> Requirement
In the records below, find the line that contains "let title = match" and the line that contains "debug!(tokens = count, content_id", then retype exactly those two lines and every line between them.

> Exercise inputs
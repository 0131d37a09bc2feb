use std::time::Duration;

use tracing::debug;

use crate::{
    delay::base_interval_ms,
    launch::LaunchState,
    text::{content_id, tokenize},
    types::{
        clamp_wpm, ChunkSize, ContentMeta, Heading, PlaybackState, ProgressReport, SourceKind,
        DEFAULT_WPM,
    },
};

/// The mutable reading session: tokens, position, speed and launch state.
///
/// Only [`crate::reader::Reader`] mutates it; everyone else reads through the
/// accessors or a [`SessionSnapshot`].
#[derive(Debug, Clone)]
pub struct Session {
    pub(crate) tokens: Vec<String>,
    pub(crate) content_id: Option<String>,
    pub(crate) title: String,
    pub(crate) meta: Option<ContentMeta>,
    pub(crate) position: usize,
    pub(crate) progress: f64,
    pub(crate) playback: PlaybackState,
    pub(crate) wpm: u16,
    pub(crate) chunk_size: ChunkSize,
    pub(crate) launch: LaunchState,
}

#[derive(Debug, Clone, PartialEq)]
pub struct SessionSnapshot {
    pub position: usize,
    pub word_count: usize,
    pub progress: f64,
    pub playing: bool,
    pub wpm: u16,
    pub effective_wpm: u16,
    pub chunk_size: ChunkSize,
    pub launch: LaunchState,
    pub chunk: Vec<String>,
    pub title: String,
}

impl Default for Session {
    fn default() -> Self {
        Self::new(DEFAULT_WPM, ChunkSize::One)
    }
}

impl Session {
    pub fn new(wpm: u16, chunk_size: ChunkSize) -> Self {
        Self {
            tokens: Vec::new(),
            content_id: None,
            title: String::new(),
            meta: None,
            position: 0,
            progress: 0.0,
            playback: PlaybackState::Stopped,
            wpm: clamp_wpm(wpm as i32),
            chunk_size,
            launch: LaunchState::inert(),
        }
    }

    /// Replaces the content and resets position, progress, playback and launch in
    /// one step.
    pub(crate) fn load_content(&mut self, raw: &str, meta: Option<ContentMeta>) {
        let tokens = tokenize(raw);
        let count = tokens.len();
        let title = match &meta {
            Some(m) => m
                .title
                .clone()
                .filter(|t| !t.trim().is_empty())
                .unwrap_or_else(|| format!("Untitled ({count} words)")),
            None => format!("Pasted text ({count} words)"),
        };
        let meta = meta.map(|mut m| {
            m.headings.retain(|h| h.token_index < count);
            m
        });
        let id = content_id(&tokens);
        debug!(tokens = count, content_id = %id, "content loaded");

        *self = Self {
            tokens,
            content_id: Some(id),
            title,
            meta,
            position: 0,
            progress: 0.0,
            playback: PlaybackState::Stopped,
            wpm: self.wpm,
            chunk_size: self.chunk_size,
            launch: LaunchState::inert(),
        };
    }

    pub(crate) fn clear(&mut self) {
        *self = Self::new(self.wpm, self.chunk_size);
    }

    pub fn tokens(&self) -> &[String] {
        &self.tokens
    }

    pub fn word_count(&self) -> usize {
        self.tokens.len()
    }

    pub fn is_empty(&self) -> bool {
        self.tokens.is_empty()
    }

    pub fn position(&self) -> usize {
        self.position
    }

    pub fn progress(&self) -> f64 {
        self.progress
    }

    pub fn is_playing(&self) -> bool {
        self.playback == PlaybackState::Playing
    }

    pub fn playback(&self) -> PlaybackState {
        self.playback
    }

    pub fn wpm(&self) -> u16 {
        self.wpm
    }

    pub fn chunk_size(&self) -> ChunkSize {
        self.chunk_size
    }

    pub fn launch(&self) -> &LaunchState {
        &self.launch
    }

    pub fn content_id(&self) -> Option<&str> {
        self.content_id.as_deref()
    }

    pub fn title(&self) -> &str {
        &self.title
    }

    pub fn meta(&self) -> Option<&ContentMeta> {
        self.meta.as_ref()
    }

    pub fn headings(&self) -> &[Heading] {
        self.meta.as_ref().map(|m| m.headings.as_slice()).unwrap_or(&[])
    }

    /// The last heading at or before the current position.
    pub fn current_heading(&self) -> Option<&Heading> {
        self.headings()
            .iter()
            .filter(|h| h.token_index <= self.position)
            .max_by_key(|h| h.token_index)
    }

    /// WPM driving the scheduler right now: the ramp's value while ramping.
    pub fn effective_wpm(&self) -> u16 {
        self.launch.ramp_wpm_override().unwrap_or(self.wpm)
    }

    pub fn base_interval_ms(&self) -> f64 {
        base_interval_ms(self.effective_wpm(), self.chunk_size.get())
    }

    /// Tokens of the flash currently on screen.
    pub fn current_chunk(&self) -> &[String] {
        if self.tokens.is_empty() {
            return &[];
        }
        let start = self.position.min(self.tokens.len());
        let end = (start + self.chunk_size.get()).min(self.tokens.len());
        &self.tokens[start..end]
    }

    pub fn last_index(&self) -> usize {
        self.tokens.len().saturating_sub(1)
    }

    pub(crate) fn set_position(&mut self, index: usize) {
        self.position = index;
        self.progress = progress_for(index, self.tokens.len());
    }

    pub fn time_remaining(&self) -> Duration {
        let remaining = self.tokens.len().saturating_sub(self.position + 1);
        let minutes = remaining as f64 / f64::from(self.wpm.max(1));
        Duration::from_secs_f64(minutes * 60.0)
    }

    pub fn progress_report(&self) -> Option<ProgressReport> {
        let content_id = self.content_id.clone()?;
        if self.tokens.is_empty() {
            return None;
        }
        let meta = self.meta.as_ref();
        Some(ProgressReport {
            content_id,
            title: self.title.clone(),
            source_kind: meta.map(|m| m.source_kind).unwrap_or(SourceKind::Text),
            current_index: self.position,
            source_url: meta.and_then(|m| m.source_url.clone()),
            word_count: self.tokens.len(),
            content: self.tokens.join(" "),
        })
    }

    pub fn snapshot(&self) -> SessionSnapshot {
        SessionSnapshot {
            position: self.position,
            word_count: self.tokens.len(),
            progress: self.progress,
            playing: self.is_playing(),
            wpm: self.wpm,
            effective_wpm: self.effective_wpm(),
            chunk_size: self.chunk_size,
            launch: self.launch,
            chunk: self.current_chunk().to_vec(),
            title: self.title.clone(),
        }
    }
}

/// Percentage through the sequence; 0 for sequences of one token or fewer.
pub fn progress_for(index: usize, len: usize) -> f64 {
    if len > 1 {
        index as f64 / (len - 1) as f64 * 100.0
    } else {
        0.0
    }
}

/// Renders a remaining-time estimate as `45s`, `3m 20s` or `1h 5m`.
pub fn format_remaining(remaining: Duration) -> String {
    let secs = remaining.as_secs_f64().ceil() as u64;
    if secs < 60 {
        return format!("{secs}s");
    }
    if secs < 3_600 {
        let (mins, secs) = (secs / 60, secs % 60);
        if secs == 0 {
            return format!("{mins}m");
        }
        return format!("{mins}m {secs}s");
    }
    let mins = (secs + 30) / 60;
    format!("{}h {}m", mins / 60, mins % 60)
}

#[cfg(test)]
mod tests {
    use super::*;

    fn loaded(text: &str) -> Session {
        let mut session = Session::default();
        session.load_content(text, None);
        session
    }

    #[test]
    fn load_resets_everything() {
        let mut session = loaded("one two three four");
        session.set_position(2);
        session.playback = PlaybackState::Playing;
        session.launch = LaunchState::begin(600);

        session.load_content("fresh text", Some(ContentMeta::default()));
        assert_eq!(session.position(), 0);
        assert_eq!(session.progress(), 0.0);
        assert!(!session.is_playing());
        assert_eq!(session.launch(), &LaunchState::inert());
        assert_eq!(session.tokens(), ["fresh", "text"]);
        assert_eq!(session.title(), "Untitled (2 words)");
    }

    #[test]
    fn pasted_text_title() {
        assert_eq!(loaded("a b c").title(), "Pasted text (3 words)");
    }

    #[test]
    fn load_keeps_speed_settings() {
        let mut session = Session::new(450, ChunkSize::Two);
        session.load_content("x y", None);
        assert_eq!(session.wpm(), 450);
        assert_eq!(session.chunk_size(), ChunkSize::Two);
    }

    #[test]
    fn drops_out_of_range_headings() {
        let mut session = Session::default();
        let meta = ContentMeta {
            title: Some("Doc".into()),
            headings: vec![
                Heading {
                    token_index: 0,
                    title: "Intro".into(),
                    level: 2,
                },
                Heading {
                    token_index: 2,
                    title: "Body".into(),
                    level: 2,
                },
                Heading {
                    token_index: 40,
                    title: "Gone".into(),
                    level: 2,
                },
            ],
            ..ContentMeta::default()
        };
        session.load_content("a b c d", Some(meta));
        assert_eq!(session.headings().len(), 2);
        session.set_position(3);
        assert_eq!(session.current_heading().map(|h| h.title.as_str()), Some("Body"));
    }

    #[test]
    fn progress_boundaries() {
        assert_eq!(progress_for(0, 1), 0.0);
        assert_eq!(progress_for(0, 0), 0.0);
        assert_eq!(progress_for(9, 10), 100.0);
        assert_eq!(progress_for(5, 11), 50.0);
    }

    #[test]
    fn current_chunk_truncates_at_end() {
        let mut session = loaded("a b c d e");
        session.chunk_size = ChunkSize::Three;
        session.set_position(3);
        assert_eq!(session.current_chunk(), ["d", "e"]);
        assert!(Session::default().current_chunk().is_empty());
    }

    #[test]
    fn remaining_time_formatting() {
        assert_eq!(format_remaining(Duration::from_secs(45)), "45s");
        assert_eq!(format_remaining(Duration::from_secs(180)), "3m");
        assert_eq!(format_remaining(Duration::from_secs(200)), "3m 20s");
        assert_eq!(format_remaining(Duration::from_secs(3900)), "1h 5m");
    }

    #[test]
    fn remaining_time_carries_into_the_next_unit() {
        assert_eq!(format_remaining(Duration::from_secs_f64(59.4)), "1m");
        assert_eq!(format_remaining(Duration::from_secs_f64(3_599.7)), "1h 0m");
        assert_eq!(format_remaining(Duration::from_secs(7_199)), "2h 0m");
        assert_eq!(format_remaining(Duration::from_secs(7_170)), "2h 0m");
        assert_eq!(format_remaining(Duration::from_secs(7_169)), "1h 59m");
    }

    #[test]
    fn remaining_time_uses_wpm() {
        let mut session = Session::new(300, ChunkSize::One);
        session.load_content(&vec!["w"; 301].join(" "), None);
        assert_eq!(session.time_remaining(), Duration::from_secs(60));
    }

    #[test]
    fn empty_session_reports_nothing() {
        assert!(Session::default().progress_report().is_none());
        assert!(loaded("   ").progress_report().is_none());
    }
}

---

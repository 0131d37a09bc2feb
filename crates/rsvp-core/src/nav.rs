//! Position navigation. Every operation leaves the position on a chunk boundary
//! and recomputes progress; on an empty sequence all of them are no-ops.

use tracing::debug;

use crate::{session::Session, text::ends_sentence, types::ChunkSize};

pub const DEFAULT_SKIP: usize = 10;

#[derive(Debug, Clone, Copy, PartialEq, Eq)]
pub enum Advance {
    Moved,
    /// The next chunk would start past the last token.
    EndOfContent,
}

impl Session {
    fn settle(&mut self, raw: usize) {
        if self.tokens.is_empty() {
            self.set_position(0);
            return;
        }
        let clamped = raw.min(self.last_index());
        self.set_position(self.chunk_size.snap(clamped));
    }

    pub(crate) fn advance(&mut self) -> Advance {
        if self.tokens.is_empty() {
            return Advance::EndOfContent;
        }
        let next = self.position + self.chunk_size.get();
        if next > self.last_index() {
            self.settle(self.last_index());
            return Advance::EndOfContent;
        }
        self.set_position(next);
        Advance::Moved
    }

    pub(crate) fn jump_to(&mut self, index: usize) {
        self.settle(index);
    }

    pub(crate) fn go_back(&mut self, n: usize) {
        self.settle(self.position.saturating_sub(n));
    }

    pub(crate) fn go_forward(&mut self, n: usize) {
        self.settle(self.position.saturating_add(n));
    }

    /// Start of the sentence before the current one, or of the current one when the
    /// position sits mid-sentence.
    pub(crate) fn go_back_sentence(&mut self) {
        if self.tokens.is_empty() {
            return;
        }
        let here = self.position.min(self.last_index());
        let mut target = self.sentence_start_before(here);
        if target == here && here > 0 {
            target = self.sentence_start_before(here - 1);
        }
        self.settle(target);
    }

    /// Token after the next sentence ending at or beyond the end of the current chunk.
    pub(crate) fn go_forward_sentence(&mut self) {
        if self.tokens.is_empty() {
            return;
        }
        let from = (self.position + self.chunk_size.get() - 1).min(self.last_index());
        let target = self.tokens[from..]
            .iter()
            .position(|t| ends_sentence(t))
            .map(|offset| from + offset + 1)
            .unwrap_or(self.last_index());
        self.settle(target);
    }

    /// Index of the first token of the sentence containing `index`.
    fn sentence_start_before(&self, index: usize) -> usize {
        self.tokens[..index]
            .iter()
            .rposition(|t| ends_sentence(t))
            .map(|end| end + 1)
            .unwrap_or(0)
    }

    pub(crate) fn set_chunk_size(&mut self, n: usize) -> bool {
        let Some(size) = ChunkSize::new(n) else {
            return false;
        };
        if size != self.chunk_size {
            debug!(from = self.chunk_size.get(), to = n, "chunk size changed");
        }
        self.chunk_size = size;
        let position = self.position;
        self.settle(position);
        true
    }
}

> Answer box
        let title = match &meta {
            Some(m) => m
                .title
                .clone()
                .filter(|t| !t.trim().is_empty())
                .unwrap_or_else(|| format!("Untitled ({count} words)")),
            None => format!("Pasted text ({count} words)"),
        };
        let meta = meta.map(|mut m| {
            m.headings.retain(|h| h.token_index < count);
            m
        });
        let id = content_id(&tokens);
        debug!(tokens = count, content_id = %id, "content loaded");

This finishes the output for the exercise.